Anyway, Scrivener is way too complicated, but I just ignore all those complicated parts I don’t need, just the way I did with MSWord back in the day. Plus, I’ve figured out the search thing that used to make me nuts.

I’m still working on the first draft for King Khan, and I swear that progress bar thing is really helping my productivity (not to mention the easy access I have to the synopsis). Yesterday’s word count was 3.3K which is huge for me, and today’s was 4K, which is unthinkable.
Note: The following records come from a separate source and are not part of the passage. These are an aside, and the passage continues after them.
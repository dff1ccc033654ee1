//! voxtyper — voice capture to typed text.
//!
//! Press a hotkey (or hit the HTTP API), speak, press again: the recording is
//! transcribed, optionally repaired with on-screen or in-editor context, and
//! typed into the focused window.
//!
//! Module map:
//!
//! * [`task`] — the lifecycle core: single-flight [`task::TaskManager`],
//!   cancelable [`task::TranscribeTask`], bounded [`task::HistoryStore`].
//! * [`audio`] — microphone capture (cpal) and WAV encoding (hound).
//! * [`stt`] — speech-to-text and transcript repair over the OpenAI API.
//! * [`context`] — hint gathering: screen description or editor extraction.
//! * [`inject`] — clipboard-based typing of results into the focused window.
//! * [`hotkey`] — global toggle-key listener.
//! * [`http`] — localhost control surface.
//! * [`config`] — TOML settings.

pub mod audio;
pub mod config;
pub mod context;
pub mod hotkey;
pub mod http;
pub mod inject;
pub mod stt;
pub mod task;
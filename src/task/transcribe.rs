//! One-shot, cancelable capture → transcribe task.
//!
//! A [`TranscribeTask`] executes a single pipeline run:
//!
//! ```text
//! Recording ──▶ encode ──▶ Transcribing ──▶ (repair) ──▶ done
//!     │                         │
//!     └── context gather runs concurrently with capture ──┘
//! ```
//!
//! The driver emits each phase on a bounded mpsc channel and closes the
//! channel on every exit path, so the supervising [`TaskManager`] never
//! blocks waiting for a terminal event.  Cancellation (abort, supersession,
//! max-duration timeout) makes the current blocking collaborator call return
//! promptly; the task then stores no result.
//!
//! [`TaskManager`]: super::TaskManager

use std::sync::{Arc, Mutex};

use tokio::sync::mpsc;
use tokio_util::sync::CancellationToken;
use uuid::Uuid;

use super::manager::Collaborators;
use super::{TaskState, TranscriptionResult};

/// Capacity of the per-task phase channel.  The forwarding worker drains it
/// continuously, so this only needs to absorb short bursts.
const PHASE_CHANNEL_CAPACITY: usize = 8;

// ---------------------------------------------------------------------------
// TranscribeTask
// ---------------------------------------------------------------------------

/// A single capture/transcribe invocation.
///
/// Owns two independent one-way signals:
///
/// * `stop` — ends the recording phase so transcription can begin.
/// * `cancel` — aborts the whole task regardless of phase.
///
/// Both are [`CancellationToken`]s, so triggering either more than once is
/// harmless and stop-after-finish is a no-op.
pub struct TranscribeTask {
    cancel: CancellationToken,
    stop: CancellationToken,
    result: Mutex<Option<TranscriptionResult>>,
}

impl TranscribeTask {
    pub fn new() -> Self {
        Self {
            cancel: CancellationToken::new(),
            stop: CancellationToken::new(),
            result: Mutex::new(None),
        }
    }

    /// Signal the end of the recording phase.  Idempotent.
    pub fn stop_recording(&self) {
        self.stop.cancel();
    }

    /// Cancel the task, regardless of phase.  Idempotent.
    pub fn abort(&self) {
        self.cancel.cancel();
    }

    /// The stored result, if the pipeline completed.
    pub fn result(&self) -> Option<TranscriptionResult> {
        self.result.lock().unwrap().clone()
    }

    fn set_result(&self, result: TranscriptionResult) {
        *self.result.lock().unwrap() = Some(result);
    }

    /// Spawn the task driver and return its phase-event stream.
    ///
    /// The stream emits `Recording`, then possibly `Transcribing`, then
    /// closes.  It closes on every exit path — success, failure and abort —
    /// exactly once.
    ///
    /// `annotation` is the shared context string read from the manager at
    /// task start; it is folded into the repair hint.
    pub(crate) fn spawn(
        self: &Arc<Self>,
        collab: Arc<Collaborators>,
        annotation: String,
    ) -> mpsc::Receiver<TaskState> {
        let (tx, rx) = mpsc::channel(PHASE_CHANNEL_CAPACITY);
        let task = Arc::clone(self);

        tokio::spawn(async move {
            task.run(collab, annotation, tx).await;
        });

        rx
    }

    /// The pipeline body.  Returning early (after a log line) is the failure
    /// path: dropping `tx` closes the phase stream and no result is stored.
    async fn run(
        &self,
        collab: Arc<Collaborators>,
        annotation: String,
        tx: mpsc::Sender<TaskState>,
    ) {
        let _ = tx.send(TaskState::Recording).await;

        // Context gathering runs concurrently with capture to hide its
        // latency; its completion is awaited only after the audio is ready.
        // The gather runs on a child token guarded by this scope, so every
        // early return below also releases it — a failed recording must not
        // leave a vision request running for a dead task.
        let gather_cancel = self.cancel.child_token();
        let _gather_guard = gather_cancel.clone().drop_guard();
        let gather = {
            let gatherer = Arc::clone(&collab);
            tokio::spawn(async move { gatherer.gatherer.gather(gather_cancel).await })
        };

        let recording = match collab
            .recorder
            .record(self.cancel.clone(), self.stop.clone())
            .await
        {
            Ok(recording) => recording,
            Err(e) => {
                log::warn!("task: recording ended without audio: {e}");
                return;
            }
        };

        let blob = match collab.encoder.encode(&recording) {
            Ok(blob) => blob,
            Err(e) => {
                log::error!("task: encoding failed: {e}");
                return;
            }
        };

        let _ = tx.send(TaskState::Transcribing).await;

        log::debug!("task: audio ready, waiting for context gather");
        let gathered = tokio::select! {
            joined = gather => joined.unwrap_or_else(|e| {
                log::warn!("task: context gather panicked: {e}");
                String::new()
            }),
            _ = self.cancel.cancelled() => {
                log::info!("task: aborted while waiting for context");
                return;
            }
        };

        let hint = join_hint(&annotation, &gathered);

        let original = match collab.transcriber.transcribe(self.cancel.clone(), &blob).await {
            Ok(text) => text,
            Err(e) => {
                log::error!("task: transcription failed: {e}");
                return;
            }
        };

        // Second pass: rewrite the raw transcript using the hint.  Failure
        // is non-fatal; the raw transcript stands on its own.
        let modified = if hint.is_empty() {
            String::new()
        } else {
            match collab
                .transcriber
                .repair(self.cancel.clone(), &original, &hint)
                .await
            {
                Ok(text) => text,
                Err(e) => {
                    log::warn!("task: repair failed, keeping raw transcript: {e}");
                    String::new()
                }
            }
        };

        // An aborted task stores nothing, even if the pipeline raced past
        // the cancellation point.
        if self.cancel.is_cancelled() {
            log::info!("task: aborted, discarding transcript");
            return;
        }

        let result = TranscriptionResult {
            id: Uuid::new_v4(),
            original,
            modified,
            repair_prompt: hint,
            audio: Some(blob),
        };
        log::info!("task: transcription complete: {:?}", result.text());
        self.set_result(result);
    }
}

impl Default for TranscribeTask {
    fn default() -> Self {
        Self::new()
    }
}

/// Join the shared annotation and the gathered context into one hint string,
/// skipping empty parts.  Returns the empty string when neither is set.
fn join_hint(annotation: &str, gathered: &str) -> String {
    match (annotation.is_empty(), gathered.is_empty()) {
        (true, true) => String::new(),
        (false, true) => annotation.to_string(),
        (true, false) => gathered.to_string(),
        (false, false) => format!("{annotation}\n\n{gathered}"),
    }
}

// ---------------------------------------------------------------------------
// Test doubles shared by the task and manager tests
// ---------------------------------------------------------------------------


// ---------------------------------------------------------------------------
// Tests
// ---------------------------------------------------------------------------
So, you know, pleased.

I Heard Back From My Agent Re: Epic Fantasy With No Dull Parts

Standard

churchsign-1

She has notes for me (of course) but they are surprisingly light. And there’s no rush.
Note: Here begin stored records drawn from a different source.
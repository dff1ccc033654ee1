//! Platform-specific locations for the settings file.

use std::path::PathBuf;

/// Resolved application paths.
///
/// The config file lives in the user config directory
/// (`~/.config/voxtyper/config.toml` on Linux); the current directory is the
/// fallback when the platform directory cannot be resolved.
pub struct ConfigPaths {
    pub config_dir: PathBuf,
    pub config_file: PathBuf,
}

impl ConfigPaths {
    pub fn new() -> Self {
        let config_dir = dirs::config_dir()
            .unwrap_or_else(|| PathBuf::from("."))
            .join("voxtyper");
        let config_file = config_dir.join("config.toml");
        Self {
            config_dir,
            config_file,
        }
    }
}

impl Default for ConfigPaths {
    fn default() -> Self {
        Self::new()
    }
}
mod common;

use anyhow::Result;
use reqwest::StatusCode;

#[tokio::test]
async fn health_endpoint_responds() -> Result<()> {
    let server = common::ensure_server().await?;
    let client = reqwest::Client::new();

    let res = client
        .get(format!("{}/health", server.base_url))
        .send()
        .await?;

    // We consider OK or SERVICE_UNAVAILABLE acceptable as a basic liveness check
    assert!(
        res.status() == StatusCode::OK || res.status() == StatusCode::SERVICE_UNAVAILABLE,
        "unexpected status: {}",
        res.status()
    );

    // Should be valid JSON
    let _body = res.json::<serde_json::Value>().await?;
    Ok(())
}

#[tokio::test]
async fn root_endpoint_describes_the_api() -> Result<()> {
    let server = common::ensure_server().await?;
    let client = reqwest::Client::new();

    let res = client.get(format!("{}/", server.base_url)).send().await?;
    assert_eq!(res.status(), StatusCode::OK);

    let body = res.json::<serde_json::Value>().await?;
    assert_eq!(body["name"], "Milo API (Rust)");
    assert!(body["endpoints"]["tasks"].is_string());
    assert!(body["endpoints"]["goals"].is_string());
    Ok(())
}
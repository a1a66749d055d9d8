use sqlx::{postgres::PgPoolOptions, PgPool};
use std::sync::Arc;
use std::time::Duration;
use thiserror::Error;
use tokio::sync::RwLock;
use tracing::info;

use crate::config;

/// Errors from DatabaseManager
#[derive(Debug, Error)]
pub enum DatabaseError {
    #[error("Missing configuration: {0}")]
    ConfigMissing(&'static str),

    #[error(transparent)]
    Migration(#[from] sqlx::migrate::MigrateError),

    #[error(transparent)]
    Sqlx(#[from] sqlx::Error),
}

/// Centralized connection pool manager. One application database; the
/// pool is created lazily on first use and cached for the process.
pub struct DatabaseManager {
    pool: Arc<RwLock<Option<PgPool>>>,
}

impl DatabaseManager {
    fn instance() -> &'static DatabaseManager {
        use std::sync::OnceLock;
        static INSTANCE: OnceLock<DatabaseManager> = OnceLock::new();
        INSTANCE.get_or_init(|| DatabaseManager {
            pool: Arc::new(RwLock::new(None)),
        })
    }

    /// Get the application database pool
    pub async fn pool() -> Result<PgPool, DatabaseError> {
        Self::instance().get_pool().await
    }

    /// Get existing pool or create a new one lazily
    async fn get_pool(&self) -> Result<PgPool, DatabaseError> {
        // Fast path: try read lock
        {
            let pool = self.pool.read().await;
            if let Some(pool) = pool.as_ref() {
                return Ok(pool.clone());
            }
        }

        let connection_string =
            std::env::var("DATABASE_URL").map_err(|_| DatabaseError::ConfigMissing("DATABASE_URL"))?;

        let db_config = &config::config().database;
        let pool = PgPoolOptions::new()
            .max_connections(db_config.max_connections)
            .acquire_timeout(Duration::from_secs(db_config.connection_timeout))
            .connect(&connection_string)
            .await?;

        {
            let mut cached = self.pool.write().await;
            *cached = Some(pool.clone());
        }

        info!("Created database pool");
        Ok(pool)
    }

    /// Apply embedded migrations (tasks/goals tables and enum types)
    pub async fn migrate() -> Result<(), DatabaseError> {
        let pool = Self::pool().await?;
        sqlx::migrate!().run(&pool).await?;
        Ok(())
    }

    /// Pings the pool to ensure connectivity
    pub async fn health_check() -> Result<(), DatabaseError> {
        let pool = Self::pool().await?;
        sqlx::query("SELECT 1").execute(&pool).await?;
        Ok(())
    }

    /// Close the pool (e.g., on shutdown)
    pub async fn close() {
        let manager = Self::instance();
        let mut cached = manager.pool.write().await;
        if let Some(pool) = cached.take() {
            pool.close().await;
            info!("Closed database pool");
        }
    }
}
pub mod goal;
pub mod task;

pub use goal::{Goal, GoalCategory, GoalPatch, NewGoal, ProgressUpdate};
pub use task::{NewTask, Task, TaskCategory, TaskPatch, TaskPriority};

/// Date fields on the wire accept either RFC 3339 timestamps or plain
/// `YYYY-MM-DD` calendar dates (what the SPA forms submit). Plain dates
/// resolve to midnight UTC.
pub(crate) mod flexible_date {
    use chrono::{DateTime, NaiveDate, NaiveDateTime, TimeZone, Utc};
    use serde::{Deserialize, Deserializer};

    pub fn parse(value: &str) -> Option<DateTime<Utc>> {
        if let Ok(dt) = DateTime::parse_from_rfc3339(value) {
            return Some(dt.with_timezone(&Utc));
        }
        if let Ok(ndt) = NaiveDateTime::parse_from_str(value, "%Y-%m-%dT%H:%M:%S%.f") {
            return Some(Utc.from_utc_datetime(&ndt));
        }
        if let Ok(nd) = NaiveDate::parse_from_str(value, "%Y-%m-%d") {
            return Some(Utc.from_utc_datetime(&nd.and_hms_opt(0, 0, 0)?));
        }
        None
    }

    pub fn deserialize<'de, D>(deserializer: D) -> Result<DateTime<Utc>, D::Error>
    where
        D: Deserializer<'de>,
    {
        let value = String::deserialize(deserializer)?;
        parse(&value).ok_or_else(|| serde::de::Error::custom(format!("invalid date: {}", value)))
    }

    pub fn deserialize_opt<'de, D>(deserializer: D) -> Result<Option<DateTime<Utc>>, D::Error>
    where
        D: Deserializer<'de>,
    {
        match Option::<String>::deserialize(deserializer)? {
            None => Ok(None),
            Some(value) => parse(&value)
                .map(Some)
                .ok_or_else(|| serde::de::Error::custom(format!("invalid date: {}", value))),
        }
    }

}
use std::fs;
use std::path::PathBuf;

use chrono::{DateTime, Utc};
use serde::{Deserialize, Serialize};

use crate::client::MiloClient;

/// Persisted CLI session: where the API lives and the bearer token the
/// credential service issued. Tokens are minted elsewhere; the CLI only
/// stores and presents them.
#[derive(Debug, Clone, Serialize, Deserialize)]
pub struct CliConfig {
    pub server_url: String,
    pub token: Option<String>,
    pub updated_at: DateTime<Utc>,
}

impl Default for CliConfig {
    fn default() -> Self {
        Self {
            server_url: "http://localhost:3000".to_string(),
            token: None,
            updated_at: Utc::now(),
        }
    }
}

pub fn get_config_dir() -> anyhow::Result<PathBuf> {
    let config_dir = if let Ok(custom_dir) = std::env::var("MILO_CLI_CONFIG_DIR") {
        PathBuf::from(custom_dir)
    } else {
        let home = std::env::var("HOME").map_err(|_| anyhow::anyhow!("HOME environment variable not set"))?;
        PathBuf::from(home).join(".config").join("milo").join("cli")
    };

    if !config_dir.exists() {
        fs::create_dir_all(&config_dir)?;
    }

    Ok(config_dir)
}

pub fn load_cli_config() -> anyhow::Result<CliConfig> {
    let config_dir = get_config_dir()?;
    let config_file = config_dir.join("session.json");

    if !config_file.exists() {
        return Ok(CliConfig::default());
    }

    let content = fs::read_to_string(config_file)?;
    let config: CliConfig = serde_json::from_str(&content)?;
    Ok(config)
}

pub fn save_cli_config(config: &CliConfig) -> anyhow::Result<()> {
    let config_dir = get_config_dir()?;
    let config_file = config_dir.join("session.json");

    let content = serde_json::to_string_pretty(config)?;
    fs::write(config_file, content)?;
    Ok(())
}

/// Build an authenticated API client from the saved session
pub fn api_client() -> anyhow::Result<MiloClient> {
    let config = load_cli_config()?;
    let token = config
        .token
        .ok_or_else(|| anyhow::anyhow!("No token saved. Run 'milo auth login <token>' first"))?;

    Ok(MiloClient::new(config.server_url, token))
}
Can I just let out a huge PHEW! here? It’s sort of an odd book, and I’m glad she’s enthusiastic about it.

Now to work on King Khan so I can start Epic Fantasy With No Dull Parts 2.

Two Kickstarters at once

Standard

As I write this on 5pm PST on Tuesday, the Kickstarter for the Professor Khan novel (KING KHAN!) I’m planning to write, which needed to reach $25K to be funded, now has fewer than twelve hundred dollars to go.

And it turns out I had the details of the stretch goals wrong in yesterday’s post: Evil Hat has already committed to publishing a stand alone Spirit of the Century novel starring mystic detective Benjamin Hu, written by Brian Clevinger, creator of Atomic Robo comics. I can’t believe I left that out. A $10 pledge would get you an ebook of that novel, too, along with all the others.
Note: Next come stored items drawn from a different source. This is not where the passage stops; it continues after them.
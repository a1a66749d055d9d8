use sqlx::PgPool;
use uuid::Uuid;

use super::ServiceError;
use crate::database::models::{Goal, GoalPatch, NewGoal};

const GOAL_COLUMNS: &str =
    "id, owner_id, title, description, target_value, current_value, unit, category, deadline, created_at";

/// Owner-scoped goal operations, mirroring TaskService.
pub struct GoalService {
    pool: PgPool,
}

impl GoalService {
    pub fn new(pool: PgPool) -> Self {
        Self { pool }
    }

    pub async fn list_for_owner(&self, owner_id: Uuid) -> Result<Vec<Goal>, ServiceError> {
        let goals = sqlx::query_as::<_, Goal>(&format!(
            "SELECT {GOAL_COLUMNS} FROM goals WHERE owner_id = $1"
        ))
        .bind(owner_id)
        .fetch_all(&self.pool)
        .await?;

        Ok(goals)
    }

    pub async fn create(&self, owner_id: Uuid, new_goal: NewGoal) -> Result<Goal, ServiceError> {
        validate_new_goal(&new_goal)?;

        // The column default is 1 (inherited from the stored schema);
        // goals created through the API start at 0 unless told otherwise.
        let current_value = new_goal.current_value.unwrap_or(0.0);

        let goal = sqlx::query_as::<_, Goal>(&format!(
            "INSERT INTO goals (owner_id, title, description, target_value, current_value, unit, category, deadline) \
             VALUES ($1, $2, $3, $4, $5, $6, $7, $8) \
             RETURNING {GOAL_COLUMNS}"
        ))
        .bind(owner_id)
        .bind(&new_goal.title)
        .bind(&new_goal.description)
        .bind(new_goal.target_value)
        .bind(current_value)
        .bind(&new_goal.unit)
        .bind(new_goal.category)
        .bind(new_goal.deadline)
        .fetch_one(&self.pool)
        .await?;

        Ok(goal)
    }

    pub async fn update(
        &self,
        owner_id: Uuid,
        goal_id: Uuid,
        patch: GoalPatch,
    ) -> Result<Goal, ServiceError> {
        validate_goal_patch(&patch)?;

        let goal = sqlx::query_as::<_, Goal>(&format!(
            "UPDATE goals SET \
                 title = COALESCE($3, title), \
                 description = COALESCE($4, description), \
                 target_value = COALESCE($5, target_value), \
                 current_value = COALESCE($6, current_value), \
                 unit = COALESCE($7, unit), \
                 category = COALESCE($8, category), \
                 deadline = COALESCE($9, deadline) \
             WHERE id = $1 AND owner_id = $2 \
             RETURNING {GOAL_COLUMNS}"
        ))
        .bind(goal_id)
        .bind(owner_id)
        .bind(patch.title)
        .bind(patch.description)
        .bind(patch.target_value)
        .bind(patch.current_value)
        .bind(patch.unit)
        .bind(patch.category)
        .bind(patch.deadline)
        .fetch_optional(&self.pool)
        .await?
        .ok_or(ServiceError::NotFound("Goals"))?;

        Ok(goal)
    }

    pub async fn delete(&self, owner_id: Uuid, goal_id: Uuid) -> Result<(), ServiceError> {
        let result = sqlx::query("DELETE FROM goals WHERE id = $1 AND owner_id = $2")
            .bind(goal_id)
            .bind(owner_id)
            .execute(&self.pool)
            .await?;

        if result.rows_affected() == 0 {
            return Err(ServiceError::NotFound("Goals"));
        }

        Ok(())
    }

    /// Overwrite `current_value` in a single statement. The value is
    /// stored verbatim: no clamping to [0, target_value] server-side.
    /// Display clamping is a client concern; see the goal store.
    pub async fn set_progress(
        &self,
        owner_id: Uuid,
        goal_id: Uuid,
        current_value: f64,
    ) -> Result<Goal, ServiceError> {
        if !current_value.is_finite() {
            return Err(ServiceError::Validation("currentValue must be a finite number".to_string()));
        }

        let goal = sqlx::query_as::<_, Goal>(&format!(
            "UPDATE goals SET current_value = $3 \
             WHERE id = $1 AND owner_id = $2 \
             RETURNING {GOAL_COLUMNS}"
        ))
        .bind(goal_id)
        .bind(owner_id)
        .bind(current_value)
        .fetch_optional(&self.pool)
        .await?
        .ok_or(ServiceError::NotFound("Goals"))?;

        Ok(goal)
    }
}

fn validate_new_goal(new_goal: &NewGoal) -> Result<(), ServiceError> {
    if new_goal.title.trim().is_empty() {
        return Err(ServiceError::Validation("title must not be empty".to_string()));
    }
    if new_goal.description.trim().is_empty() {
        return Err(ServiceError::Validation("description must not be empty".to_string()));
    }
    if new_goal.unit.trim().is_empty() {
        return Err(ServiceError::Validation("unit must not be empty".to_string()));
    }
    if !(new_goal.target_value.is_finite() && new_goal.target_value > 0.0) {
        return Err(ServiceError::Validation("targetValue must be a positive number".to_string()));
    }
    if new_goal.current_value.is_some_and(|v| !v.is_finite()) {
        return Err(ServiceError::Validation("currentValue must be a finite number".to_string()));
    }
    Ok(())
}

fn validate_goal_patch(patch: &GoalPatch) -> Result<(), ServiceError> {
    if patch.title.as_deref().is_some_and(|t| t.trim().is_empty()) {
        return Err(ServiceError::Validation("title must not be empty".to_string()));
    }
    if patch.description.as_deref().is_some_and(|d| d.trim().is_empty()) {
        return Err(ServiceError::Validation("description must not be empty".to_string()));
    }
    if patch.unit.as_deref().is_some_and(|u| u.trim().is_empty()) {
        return Err(ServiceError::Validation("unit must not be empty".to_string()));
    }
    if patch.target_value.is_some_and(|v| !(v.is_finite() && v > 0.0)) {
        return Err(ServiceError::Validation("targetValue must be a positive number".to_string()));
    }
    if patch.current_value.is_some_and(|v| !v.is_finite()) {
        return Err(ServiceError::Validation("currentValue must be a finite number".to_string()));
    }
    Ok(())
}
Also, BoingBoing did a brief news article on the Mayan-themed anthology I’m in, and now that project has less than fourteen hundred dollars to make its funding goal.

Kickstarter is doing pretty well by me right now.

I’m going to write about a gorilla who teaches at Oxford (I hope!)

Standard

It’s true. I don’t know if you’ve been following Evil Hat’s Dinopacalypse Kickstarter, but they started with a goal of $5K and blew through that in no time. This is one company that’s really making Kickstarter work for them.

Anyway, the “stretch goals” (projects they’ll fund if they reach funding levels past their original ones) have been pretty cool. At $15K, they committed to a whole trilogy of Dinopacalypse books…

Wait, I haven’t described these books yet, have I? They’re set in the Spirit of the Century game universe, an early 20th century pulp adventure role playing game in which player-characters who protect the world from conqueror apes using technology from lost Atlantis, thwart the schemes of Doctor Scrooge to steal from the poor, destroy death rays, and otherwise take out mad scientists, world conquerors, and evil sorcerers.

The Dinopacalypse books are about Gorilla Khan, conqueror ape, taking over the world with the help of psychic dinosaurs. Beyond that, the stretch goal for $20K is an Amelia Stone novel–she’s a hero who battles monster gangsters in 1930’s Paris–written by C.E. Murphy herself.

And then there’s the $25K goal, which will get you a book written by me. Yep, if the Kickstarter hits that mark, I will write a pulp adventure novel about Professor Khan, a hyper-intelligent gorilla turned Oxford professor and disillusioned “son” of Gorilla Khan. It’ll be set primarily in Hollywood(land) of the time period, along with some fun pulpy stuff thrown in.

And if Evil Hat reaches its stretch goal of $30K, Stephen Blackmoore, the author of the zombie noir City of the Lost, is going to write KHAN OF MARS. I know.

You can read more about the supporter levels and what pledges get you what swag right here in Update #6. A $10 dollar pledge gets you ebooks for all the novels, but for physical books you should read through the various tiers. You can also see artwork, get cool wallpapers of dudes with jet packs shooting pteranodons, etc, etc. Did I mention that the Kickstarter is already above $22K as I write this? Fewer than three thousand dollars in pledges will get this sucker going.

Anyway, I still haven’t settled on a title for intelligent ape in Hollywood novel. KING KHAN? PROFESSOR KHAN TAKES HOLLYWOOD? I dunno. Maybe, after I finish A BLESSING OF MONSTERS and start working on this, I’ll hold a contest.

I know I’m not one to be all rah rah about the projects I’m working on, but this one is definitely exciting.